Analysis: Trump’s tactics leave Dems looking for answers
WASHINGTON — In 2016, Donald Trump blew through the guardrails of American politics. In his bid for reelection, he’s poised to blow them up.
This time around, he’s aided by the power of the presidency, with its unmatched megaphone and resources. And his latest provocation – prodding a foreign leader to investigate Democratic rival Joe Biden – suggests he sees little issue using his office for his personal political interests.

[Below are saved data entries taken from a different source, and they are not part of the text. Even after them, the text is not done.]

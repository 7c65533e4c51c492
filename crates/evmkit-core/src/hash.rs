//! Keccak256, the only digest the EVM tooling needs.

use tiny_keccak::{Hasher, Keccak};

/// Keccak256 of `data`.
pub fn keccak256(data: impl AsRef<[u8]>) -> [u8; 32] {
    let mut hasher = Keccak::v256();
    let mut output = [0u8; 32];
    hasher.update(data.as_ref());
    hasher.finalize(&mut output);
    output
}

/// Keccak256 over the concatenation of `parts`, without an intermediate buffer.
pub fn keccak256_concat<'a>(parts: impl IntoIterator<Item = &'a [u8]>) -> [u8; 32] {
    let mut hasher = Keccak::v256();
    for part in parts {
        hasher.update(part);
    }
    let mut output = [0u8; 32];
    hasher.finalize(&mut output);
    output
}
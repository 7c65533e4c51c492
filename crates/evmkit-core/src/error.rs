//! Error types for the EvmKit parse / encode / decode / hash pipeline.
//!
//! Every public operation reports failure as data. None of these errors is
//! fatal: callers render them next to the input that produced them.

use thiserror::Error;

/// Errors from hex normalization and validation.
#[derive(Debug, Clone, PartialEq, Eq, Error)]
pub enum HexError {
    #[error("hex value is empty")]
    Empty,

    #[error("not a hex string: {input:?}")]
    NotHex { input: String },

    #[error("hex string has an odd number of digits ({digits})")]
    OddLength { digits: usize },

    #[error("expected {expected} bytes ({} hex characters), got {got} hex characters", .expected * 2)]
    WrongLength { expected: usize, got: usize },
}

/// Malformed user text against the Solidity type grammar.
#[derive(Debug, Clone, PartialEq, Eq, Error)]
pub enum ParseError {
    #[error("invalid type '{ty}': {reason}")]
    InvalidType { ty: String, reason: String },

    #[error("{field}: value is empty")]
    Empty { field: String },

    #[error("{field}: {reason}")]
    InvalidValue { field: String, reason: String },

    #[error("{field}: expected {expected} elements, got {got}")]
    LengthMismatch {
        field: String,
        expected: usize,
        got: usize,
    },

    #[error("invalid function signature '{signature}': {reason}")]
    InvalidSignature { signature: String, reason: String },

    #[error("invalid ABI JSON: {reason}")]
    InvalidAbi { reason: String },
}

/// A parsed value that cannot be put on the wire.
#[derive(Debug, Clone, PartialEq, Eq, Error)]
pub enum EncodeError {
    #[error(transparent)]
    Parse(#[from] ParseError),

    #[error("argument count mismatch: signature has {expected}, got {got}")]
    ArityMismatch { expected: usize, got: usize },

    #[error("{field}: value {value} does not fit in {ty}")]
    IntegerOverflow {
        field: String,
        value: String,
        ty: String,
    },

    #[error("{field}: expected a value of type {expected}, got {got}")]
    ShapeMismatch {
        field: String,
        expected: String,
        got: String,
    },
}

/// Malformed ABI binary input.
#[derive(Debug, Clone, PartialEq, Eq, Error)]
pub enum DecodeError {
    #[error("invalid calldata hex: {0}")]
    InvalidHex(#[from] HexError),

    #[error("calldata truncated: need {needed} bytes at offset {offset}, have {available}")]
    Truncated {
        offset: usize,
        needed: usize,
        available: usize,
    },

    #[error("invalid offset {offset} read at byte {at}")]
    InvalidOffset { at: usize, offset: String },

    #[error("invalid {ty} value at byte {offset}: {reason}")]
    InvalidValue {
        offset: usize,
        ty: String,
        reason: String,
    },

    #[error("selector mismatch: expected {expected}, got {got}")]
    SelectorMismatch { expected: String, got: String },
}

/// Failures of the EIP-712 build and hash stages.
#[derive(Debug, Clone, PartialEq, Eq, Error)]
pub enum TypedDataError {
    #[error("domain: {0}")]
    DomainParse(String),

    #[error("types: {0}")]
    TypesParse(String),

    #[error("message: {0}")]
    MessageParse(String),

    #[error("primary type: {0}")]
    PrimaryTypeMissing(String),

    #[error("hash: {0}")]
    HashCompute(String),
}

/// Failures of signature parsing and public-key recovery.
#[derive(Debug, Clone, PartialEq, Eq, Error)]
pub enum SignatureError {
    #[error("{field}: {reason}")]
    Format { field: String, reason: String },

    #[error("recovery failed: {0}")]
    Recovery(String),
}

impl SignatureError {
    pub fn format(field: impl Into<String>, reason: impl ToString) -> Self {
        SignatureError::Format {
            field: field.into(),
            reason: reason.to_string(),
        }
    }
}

/// Failures of typed-data signature verification: either the document
/// cannot be hashed or the signature cannot be recovered.
#[derive(Debug, Clone, PartialEq, Eq, Error)]
pub enum VerifyError {
    #[error(transparent)]
    TypedData(#[from] TypedDataError),

    #[error(transparent)]
    Signature(#[from] SignatureError),
}

/// Failures of the unit / number / text conversion tools.
#[derive(Debug, Clone, PartialEq, Eq, Error)]
pub enum ConvertError {
    #[error("negative values are not allowed")]
    Negative,

    #[error("invalid number: {input:?}")]
    InvalidNumber { input: String },

    #[error("too many decimal places for {unit} (max {max})")]
    TooManyDecimals { unit: String, max: usize },

    #[error("value exceeds 256 bits")]
    Overflow,

    #[error(transparent)]
    Hex(#[from] HexError),

    #[error("bytes are not valid UTF-8: {0}")]
    Utf8(String),
}
//! Typed values ready for ABI encoding, and the integer literal they carry.

use alloy_primitives::{Address, U256};
use serde::{Serialize, Serializer};
use std::fmt;
use std::str::FromStr;

/// A value whose shape mirrors a [`TypeDescriptor`](crate::types::TypeDescriptor).
///
/// `Int` serves both `intN` and `uintN`; `Bytes` serves `bytes`, `bytesN`
/// and `function`. Arrays and tuples are ordered sequences.
#[derive(Debug, Clone, PartialEq, Eq)]
pub enum AbiValue {
    Address(Address),
    Bool(bool),
    Int(Integer),
    Bytes(Vec<u8>),
    String(String),
    Array(Vec<AbiValue>),
    Tuple(Vec<AbiValue>),
}

impl AbiValue {
    /// Family name for shape-mismatch errors.
    pub fn kind(&self) -> &'static str {
        match self {
            AbiValue::Address(_) => "address",
            AbiValue::Bool(_) => "bool",
            AbiValue::Int(_) => "integer",
            AbiValue::Bytes(_) => "bytes",
            AbiValue::String(_) => "string",
            AbiValue::Array(_) => "array",
            AbiValue::Tuple(_) => "tuple",
        }
    }
}

impl fmt::Display for AbiValue {
    fn fmt(&self, f: &mut fmt::Formatter<'_>) -> fmt::Result {
        match self {
            AbiValue::Address(a) => write!(f, "{}", a.to_checksum(None)),
            AbiValue::Bool(b) => write!(f, "{b}"),
            AbiValue::Int(i) => write!(f, "{i}"),
            AbiValue::Bytes(b) => write!(f, "0x{}", hex::encode(b)),
            AbiValue::String(s) => write!(f, "{s}"),
            AbiValue::Array(items) | AbiValue::Tuple(items) => {
                let parts: Vec<_> = items.iter().map(|x| x.to_string()).collect();
                if matches!(self, AbiValue::Array(_)) {
                    write!(f, "[{}]", parts.join(", "))
                } else {
                    write!(f, "({})", parts.join(", "))
                }
            }
        }
    }
}

/// An arbitrary-precision integer literal.
///
/// Stored as a sign and a canonical decimal digit string (no leading zeros,
/// no negative zero), so any `^-?\d+$` input parses regardless of size.
/// Range checks against a declared bit width happen at encode time.
#[derive(Debug, Clone, PartialEq, Eq, Hash)]
pub struct Integer {
    negative: bool,
    digits: String,
}

/// Input did not match `^-?\d+$`.
#[derive(Debug, Clone, PartialEq, Eq)]
pub struct InvalidInteger;

impl fmt::Display for InvalidInteger {
    fn fmt(&self, f: &mut fmt::Formatter<'_>) -> fmt::Result {
        write!(f, "only integer literals are allowed")
    }
}

impl std::error::Error for InvalidInteger {}

impl FromStr for Integer {
    type Err = InvalidInteger;

    fn from_str(s: &str) -> Result<Self, Self::Err> {
        let (negative, body) = match s.strip_prefix('-') {
            Some(rest) => (true, rest),
            None => (false, s),
        };
        if body.is_empty() || !body.bytes().all(|b| b.is_ascii_digit()) {
            return Err(InvalidInteger);
        }
        let trimmed = body.trim_start_matches('0');
        let digits = if trimmed.is_empty() { "0" } else { trimmed };
        Ok(Self {
            negative: negative && digits != "0",
            digits: digits.to_string(),
        })
    }
}

impl Integer {
    pub fn zero() -> Self {
        Self {
            negative: false,
            digits: "0".into(),
        }
    }

    /// Build from a sign and a 256-bit magnitude.
    pub fn from_u256(negative: bool, magnitude: U256) -> Self {
        Self {
            negative: negative && !magnitude.is_zero(),
            digits: magnitude.to_string(),
        }
    }

    pub fn is_negative(&self) -> bool {
        self.negative
    }

    /// Decimal digits of the absolute value.
    pub fn digits(&self) -> &str {
        &self.digits
    }

    /// Absolute value, or `None` when it exceeds 256 bits.
    pub fn magnitude(&self) -> Option<U256> {
        U256::from_str_radix(&self.digits, 10).ok()
    }

    /// The 32-byte ABI word for this value as `intN` (`signed`) or `uintN`.
    ///
    /// Returns `None` when the value is out of range for the width.
    pub fn to_word(&self, signed: bool, bits: usize) -> Option<[u8; 32]> {
        let magnitude = self.magnitude()?;
        if !signed {
            if self.negative || magnitude.bit_len() > bits {
                return None;
            }
            return Some(magnitude.to_be_bytes::<32>());
        }
        let limit = U256::from(1u8) << (bits - 1);
        if self.negative {
            if magnitude > limit {
                return None;
            }
            Some(U256::ZERO.wrapping_sub(magnitude).to_be_bytes::<32>())
        } else {
            if magnitude >= limit {
                return None;
            }
            Some(magnitude.to_be_bytes::<32>())
        }
    }

    /// Inverse of [`Integer::to_word`]; `None` when the word is not a
    /// canonical encoding for the width (dirty high bits, bad sign extension).
    pub fn from_word(word: &[u8; 32], signed: bool, bits: usize) -> Option<Self> {
        let raw = U256::from_be_bytes(*word);
        if !signed {
            return (raw.bit_len() <= bits).then(|| Self::from_u256(false, raw));
        }
        let negative = raw.bit(255);
        let magnitude = if negative {
            U256::ZERO.wrapping_sub(raw)
        } else {
            raw
        };
        let limit = U256::from(1u8) << (bits - 1);
        let in_range = if negative {
            magnitude <= limit
        } else {
            magnitude < limit
        };
        in_range.then(|| Self::from_u256(negative, magnitude))
    }
}

impl fmt::Display for Integer {
    fn fmt(&self, f: &mut fmt::Formatter<'_>) -> fmt::Result {
        if self.negative {
            write!(f, "-{}", self.digits)
        } else {
            write!(f, "{}", self.digits)
        }
    }
}

impl Serialize for Integer {
    fn serialize<S: Serializer>(&self, serializer: S) -> Result<S::Ok, S::Error> {
        serializer.collect_str(self)
    }
}

impl From<u64> for Integer {
    fn from(v: u64) -> Self {
        Self::from_u256(false, U256::from(v))
    }
}

impl From<i64> for Integer {
    fn from(v: i64) -> Self {
        Self::from_u256(v < 0, U256::from(v.unsigned_abs()))
    }
}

His actions foreshadow a no-holds-barred 2020 campaign, regardless of who Democrats select as their nominee in the coming months. If the lesson of Trump’s 2016 victory was that deeply personal attacks and factually inaccurate innuendo are a pathway to victory, his 2020 playbook appears to include more of the same.
Democrats are more clear-eyed about the effectiveness of those tactics, but still deeply uncertain over the best approach – and the best candidate – to blunt them. Fight back against Trump and risk running a campaign on his terms and elevating his baseless attacks. Ignore him and allow his arguments to percolate unchecked through the conservative media ecosystem.
Democrats concede he is jarringly effective at dictating the terms of the political debate and throwing his opponents off stride.
“Donald Trump’s greatest political skill is the ability to pull people into his vortex of terribleness where you spend all day every day responding to Trump’s outrage du jour and defending yourself from absurd, baseless accusations,” said Dan Pfeiffer, an Obama campaign and White House adviser.
That’s where Biden finds himself at the moment, answering questions about his son Hunter’s work for a Ukrainian gas company at the same time his father was leading American diplomatic efforts to help the country’s fledgling government. There is no evidence of wrongdoing by either man, and Hunter Biden is no longer working for the company. Yet Joe Biden still spent a weekend of campaigning in Iowa deflecting questions about the matter and urging reporters to focus their attention back on Trump.
“Ask the right questions,” he bellowed when asked by a reporter how many times he had spoken to his son about his overseas business dealings.
To be sure, Trump’s appeal to Ukraine’s president may ultimately create political problems for the president. The matter is part of a whistleblower complaint the administration is withholding from Congress, citing presidential privilege. Congressional Democrats, who have already been stymied by the White House in numerous investigations, are outraged and many members are renewing calls for impeachment.
California Rep. Adam Schiff, the intelligence committee chairman who has so far resisted impeachment efforts, said Sunday that Trump’s actions “may very well have crossed the Rubicon here.”
Trump and his allies have spent months laying the groundwork for the questions about Biden and his son, well aware that the former vice president would make for a formidable general election opponent given his ties to the working class voters who abandoned Democrats for Trump in 2016. Rudy Giuliani, Trump’s personal lawyer, has publicly acknowledged pitching Ukrainian politicians on investigating the Bidens.
Trump is now alleged to have repeatedly asked Ukraine’s president to help with that effort. His request for a foreign leader’s help in the 2020 election came in a July 25 phone call – one day after special counsel Robert Mueller’s congressional testimony effectively quashed Democratic hopes of impeaching Trump over Russian election interference in the 2016 campaign.
Mueller’s investigation did little to dissuade Trump about the impropriety of accepting election help from a foreign government. Earlier this year, he said in an interview with ABC News that if another country had negative information about a political rival, he would have no problem accepting it.
“I think you might want to listen, there isn’t anything wrong with listening,” Trump said in the June interview. “If somebody called from a country, Norway, (and said) ‘we have information on your opponent’ – oh, I think I’d want to hear it.”
Following revelations that Trump appeared to follow through on those words in his conversation with the Ukrainian president, Democratic presidential candidates called his behavior un-democratic.
“It’s beyond laughing or crying,” said Pete Buttigieg, a White House hopeful and mayor of South Bend, Indiana. “It is a betrayal of the United States.”
California Sen. Kamala Harris told The Associated Press that Trump’s actions were “inexcusable and an act against the people of the United States.”
But Harris, who has hit Biden during recent debates, also subtly reflected the ways in which the accusations Trump unearths can begin to take hold, no matter how accurate they are.
Asked by the AP if this in any way casts aspersions on Vice President Biden’s “campaign or his character,” Harris declined to comment.
“I’ll leave that up to the pundits. I don’t have a comment on that,” she said.
AP writer Thomas Beaumont in Des Moines, Iowa, contributed to this report.